Cmdr. Kevin Stephens, a spokesman for the Navy’s Fifth Fleet, told CNN that the weapons were likely destined to go to Yemen by way of Somalia, though he would not indicate whether they were headed to Iran-backed Houthi rebels.
French authorities affiliated with the multinational Combined Maritime Forces (CMF) intercepted the arms shipment on March 20. After a helicopter from the French battleship FS Provence spotted an unmarked dhow in the northern Indian Ocean, French forces searched the ship and discovered “several hundred AK47 assault rifles, machine guns and anti-tank weapons,” according to the CMF. The weapons were determined to have been headed to Somalia and then seized in line with United Nations Security Council resolution 2244, which prohibits the shipment of arms to the country.

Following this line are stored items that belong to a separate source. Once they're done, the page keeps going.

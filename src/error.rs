//! Error types for the generation pipeline.
//!
//! Per-job failures are recorded on the job rather than propagated, so most
//! of these end up as a short message in `GenerationJob::error`.

use thiserror::Error;

/// Failure of a single image-generation call
#[derive(Debug, Error)]
pub enum GenerationError {
    #[error("generation request failed: {0}")]
    Request(#[from] reqwest::Error),

    #[error("generation service returned {status}: {body}")]
    Status { status: u16, body: String },

    #[error("no image data in response")]
    MissingImage,

    #[error("invalid image payload: {0}")]
    InvalidPayload(String),

    #[error("generator not configured: {0}")]
    NotConfigured(String),
}

/// Failure while compositing a logo onto a generated image
///
/// Logo decode problems never show up here; the compositor falls back to
/// the unmodified base image instead.
#[derive(Debug, Error)]
pub enum CompositeError {
    #[error("failed to decode base image: {0}")]
    BaseDecode(#[source] image::ImageError),

    #[error("failed to encode composited image: {0}")]
    Encode(#[source] image::ImageError),

    #[error("compositing task aborted: {0}")]
    Task(#[from] tokio::task::JoinError),
}

/// Malformed `data:` URI
#[derive(Debug, Error, PartialEq, Eq)]
pub enum DataUriError {
    #[error("not a base64 data URI")]
    InvalidFormat,

    #[error("invalid base64 payload: {0}")]
    InvalidBase64(String),
}

/// Reasons a batch cannot be started
#[derive(Debug, Error, PartialEq, Eq)]
pub enum BatchError {
    #[error("no prompts to generate")]
    NoPrompts,

    #[error("a batch is already running")]
    AlreadyRunning,
}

A similar shipment, also believed to be headed to Yemen by way of Somalia, was intercepted in February. Stephens said that this is the third such weapons seizure since September.
If the American assessment that the French-seized shipment originated in Iran proves correct, it “would provide another example of forces inside Iran stoking sectarian tensions in the Middle East,” according to CNN.
Vice Admiral Kevin Donegan, the recently installed commander of the Fifth Fleet, said in November that since the nuclear deal with Iran was announced last summer, the Islamic Republic’s “malign behavior” in international waters had not changed.
In Iran and Its Terror Proxies: A Guide to a Dangerous Future, which was published in the August 2015 of The Tower Magazine, Jamie Kirchick noted Iran’s support for the Houthis.
As recently as April, Secretary of State John Kerry acknowledged that Iran has been sending “a number of flights every single week” to supply arms to Houthi rebels—Shi’a Muslims—fighting an insurgency against the government of Yemen, in spite of a United Nations Security Council resolution calling for an arms embargo against the uprising. A month earlier, an Iranian cargo ship is reported to have unloaded some 180 tons of weaponry to the Houthis. Military support has included such sophisticated weaponry as surface-to-air missiles, explosives, and rocket-propelled grenades.
A senior Iranian official boasted after the Houthis seized the Yemeni capital of Sana’a in September 2014 that the Islamic Republic had captured its fourth Arab capital. The other three were said to be Beirut, Damascus, and Baghdad, capitals of countries that are now dominated by Iranian allies or militias.